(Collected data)
######
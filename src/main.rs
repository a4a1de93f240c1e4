//! orgsync binary entry point.

use std::process::ExitCode;

use orgsync::ui::output;

#[tokio::main]
async fn main() -> ExitCode {
    match orgsync::cli::run().await {
        Ok(code) => code,
        Err(err) => {
            output::error(format!("{:#}", err));
            ExitCode::FAILURE
        }
    }
}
######
## Your goal:
An exact copy of all the records above is the required answer.

## Written reply:
filename src/main.rs
repository a4a1de93f240c1e4
//! orgsync binary entry point.

use std::process::ExitCode;

use orgsync::ui::output;

#[tokio::main]
async fn main() -> ExitCode {
    match orgsync::cli::run().await {
        Ok(code) => code,
        Err(err) => {
            output::error(format!("{:#}", err));
            ExitCode::FAILURE
        }
    }
}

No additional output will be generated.